Des plateaux, des buttes et des aiguilles de grès rouge se dressant dans une plaine sans fin et striant l’horizon de leur plastique baroque. Le tout arrosé par un soleil dont les rayons s’ingénient, d’heure en heure, à modifier les ombres, retoucher les couleurs et distordre les masses… C’est peu dire que la majestueuse Monument Valley en impose par sa rudesse et son austérité. On comprend pourquoi les maîtres du western en ont fait leur site de prédilection : cette beauté primitive symbolise idéalement la route périlleuse du Far West. Son étrangeté matérialise l’audace indispensable à qui prétend rejoindre l’éden présumé, ces territoires non colonisés de l’ouest du Mississipi, là même où les Indiens des Plaines ont été exilés au début du XIXe siècle. Juste un regret : les visiteurs arborent une casquette de baseball plutôt que le Stetson qui devrait être obligatoire ! Car c’est bien sûr John Wayne qu’on entend rencontrer à Monument Valley, la diligence de La Chevauchée Fantastique en route pour le Nouveau-Mexique avec ses passagers : le vendeur de whisky, la fille légère, le joueur, le banquier véreux, le shérif et le hors-la-loi justicier… Bref, une vision de la société américaine de l’époque des pionniers menacée, comme il se doit, par des Indiens résolus à reprendre le sentier de la guerre.

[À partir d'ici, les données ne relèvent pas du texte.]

//! AI Service
//!
//! Task orchestration over [`GenerationClient`]: prompt construction,
//! sampling parameters per task, response parsing, and failure
//! translation. Structured-output tasks run colder than creative ones.

use crate::ai::client::GenerationClient;
use crate::ai::parser::{self, NAME_PLACEHOLDER};
use crate::core::config::AiConfig;
use shared::models::{CampaignStats, RuleGroup};
use thiserror::Error;

const MAX_TOKENS: u32 = 300;

/// Generation task kinds, carried by the opaque failure so callers can
/// tell which operation degraded without seeing transport detail.
#[derive(Debug, Clone, Copy, PartialEq, Eq)]
pub enum GenerationTask {
    MessageSuggestions,
    CampaignInsights,
    SegmentRuleConversion,
}

impl GenerationTask {
    pub fn as_str(&self) -> &'static str {
        match self {
            Self::MessageSuggestions => "message-suggestions",
            Self::CampaignInsights => "campaign-insights",
            Self::SegmentRuleConversion => "segment-rule-conversion",
        }
    }
}

impl std::fmt::Display for GenerationTask {
    fn fmt(&self, f: &mut std::fmt::Formatter<'_>) -> std::fmt::Result {
        f.write_str(self.as_str())
    }
}

/// The only error callers of this service ever see.
#[derive(Debug, Error)]
pub enum AiError {
    #[error("Generation failed for task {task}")]
    GenerationFailed { task: GenerationTask },
}

/// AI adapter facade
#[derive(Clone)]
pub struct AiService {
    client: GenerationClient,
}

impl AiService {
    pub fn new(config: &AiConfig) -> Result<Self, reqwest::Error> {
        Ok(Self {
            client: GenerationClient::new(config)?,
        })
    }

    /// Generate up to 3 personalized campaign message templates. Lines
    /// the remote model got wrong are dropped rather than failing the
    /// whole call.
    pub async fn generate_message_suggestions(
        &self,
        objective: &str,
        audience_type: &str,
    ) -> Result<Vec<String>, AiError> {
        let task = GenerationTask::MessageSuggestions;
        let system =
            "You are a marketing message generator that creates personalized, engaging campaign messages.";
        let prompt = format!(
            "Generate 3 personalized marketing messages for a campaign with the following details:\n\
             - Campaign Objective: {objective}\n\
             - Target Audience: {audience_type}\n\n\
             The messages should:\n\
             - Include {NAME_PLACEHOLDER} placeholder for personalization\n\
             - Be engaging and action-oriented\n\
             - Be specific to the campaign objective\n\
             - Be concise (max 160 characters)\n\
             - Have a clear call to action\n\n\
             Return exactly 3 messages, one per line."
        );

        let raw = self
            .client
            .complete(system, &prompt, 0.7, MAX_TOKENS)
            .await
            .map_err(|e| fail(task, e))?;
        Ok(parser::parse_suggestions(&raw))
    }

    /// Summarize campaign delivery performance as free text.
    pub async fn generate_campaign_insights(
        &self,
        stats: CampaignStats,
    ) -> Result<String, AiError> {
        let task = GenerationTask::CampaignInsights;
        let system =
            "You are a campaign analytics expert providing insights on marketing campaign performance.";
        let prompt = format!(
            "Analyze the following campaign statistics and provide insights:\n\
             - Total Audience: {}\n\
             - Messages Sent: {}\n\
             - Failed Deliveries: {}\n\n\
             Provide insights on:\n\
             1. Delivery performance\n\
             2. Areas for improvement\n\
             3. Recommendations for future campaigns\n\n\
             Format the response as a clear, bulleted summary.",
            stats.audience_size, stats.sent, stats.failed
        );

        self.client
            .complete(system, &prompt, 0.5, MAX_TOKENS)
            .await
            .map_err(|e| fail(task, e))
    }

    /// Convert free-text targeting criteria into structured rule groups.
    pub async fn convert_to_segment_rules(&self, text: &str) -> Result<Vec<RuleGroup>, AiError> {
        let task = GenerationTask::SegmentRuleConversion;
        let system =
            "You are a targeting criteria analyzer that converts natural language to structured segment rules.";
        let prompt = format!(
            "Convert the following natural language targeting criteria to segment rules:\n\
             \"{text}\"\n\n\
             Generate rules for:\n\
             - Time-based conditions (last purchase)\n\
             - Spending conditions (total spend)\n\
             - Purchase frequency\n\
             - Average order value\n\n\
             Return the response as a valid JSON array of rule groups with this structure:\n\
             [{{\"operator\": \"AND\", \"rules\": [{{\"field\": \"fieldName\", \"operator\": \"operatorType\", \"value\": \"value\"}}]}}]"
        );

        let raw = self
            .client
            .complete(system, &prompt, 0.3, MAX_TOKENS)
            .await
            .map_err(|e| fail(task, e))?;
        parser::parse_segment_rules(&raw).map_err(|e| fail(task, e))
    }
}

/// Log the cause, hand the caller the opaque error.
fn fail(task: GenerationTask, cause: impl std::fmt::Display) -> AiError {
    tracing::warn!(task = %task, error = %cause, "Generation request failed");
    AiError::GenerationFailed { task }
}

Dans les pas de John Wayne

“Les groupes éprouvent inévitablement la sensation de traverser l’écran, remarque Mary Rittmann, directrice du marketing de l’office du tourisme d’Arizona. Ils sont “dans” le film. Et cela qu’on leur propose un rallye en 4×4 ou une excursion à cheval sur les 27 kilomètres de pistes qui serpentent dans les 12000 hectares du parc. De plus, les guides sont Navajos, car ici, ils sont sur leur territoire. Leurs grands-parents furent les figurants de films cultes, interprétant, selon, des Cheyennes, des Comanches, des Apaches ou des Sioux.” Plus rares sont les films qui ont conté l’histoire des Navajos telle qu’elle s’est déroulée, sombre scénario d’un peuple maltraité par les colons espagnols, puis spolié, déporté, affamé ou massacré par les assauts de l’US Army et de Kit Carson. John Ford, dont les films popularisèrent Monument Valley dans le monde entier, est gratifié d’un point de vue portant son nom, le théâtre également des célèbres campagnes publicitaires Marlboro surfant sur la mythologie cow-boy. Monument Valley où se sont installées les caméras de Clint Eastwood, Stanley Kubrick, Spielberg, Sergio Leone et bien d’autres renvoie aussi ses visiteurs aux premiers âges de la Terre. Résultat de processus géologiques successifs étendus sur des centaines de millénaires, elle est l’enfant de la tectonique des plaques, de l’activité volcanique, de l’érosion du vent, de la pluie, du gel et bien entendu de la mer qui recouvrait la région il y a 400 millions d’années, période où l’Europe et l’Amérique du Nord ne formaient qu’un seul continent… L’âge d’or du western et la dérive des continents animent donc inévitablement les conversations au Goulding’s Lodge, l’illustre hôtel-restaurant du coin dont la carte affiche fièrement le poulet “à la John Wayne”, un bon et copieux poulet rôti-purée, histoire de rappeler que l’endroit fut le quartier général du Duke et de son réalisateur John Ford.

Pour les Indiens passablement caricaturés par le cinéma, Monument Valley est avant tout une œuvre des dieux, autre façon de rendre hommage au génie du lieu et à l’extraordinaire de ses concrétions exsudant du sacré, une frontière entre deux mondes que la romancière Willa Cather évoque ainsi : “Ailleurs, le ciel est le toit du monde, ici, la terre est le plancher du ciel.”

Au milieu de nulle part

Pour les opérations incentive, la situation géographique de la Vallée participe pleinement au sentiment de réaliser un voyage hors du commun. Au nord-est de l’Arizona et aux confins de l’Utah, les hôtes se retrouvent au milieu de nulle part. Phoenix, capitale de l’État, se trouve à 420 km au sud et les néons de Las Vegas à plus de 600 km à l’ouest, dans le Nevada voisin. Aux Frenchies habitués à des paysages rythmés par les exploitations agricoles et les clochers des églises, le voyage offre aussi l’expérience de la wilderness qui se conjugue avec celle du road trip, voyage dans l’espace et le temps aux tonalités country, mais aussi profondément bluesy…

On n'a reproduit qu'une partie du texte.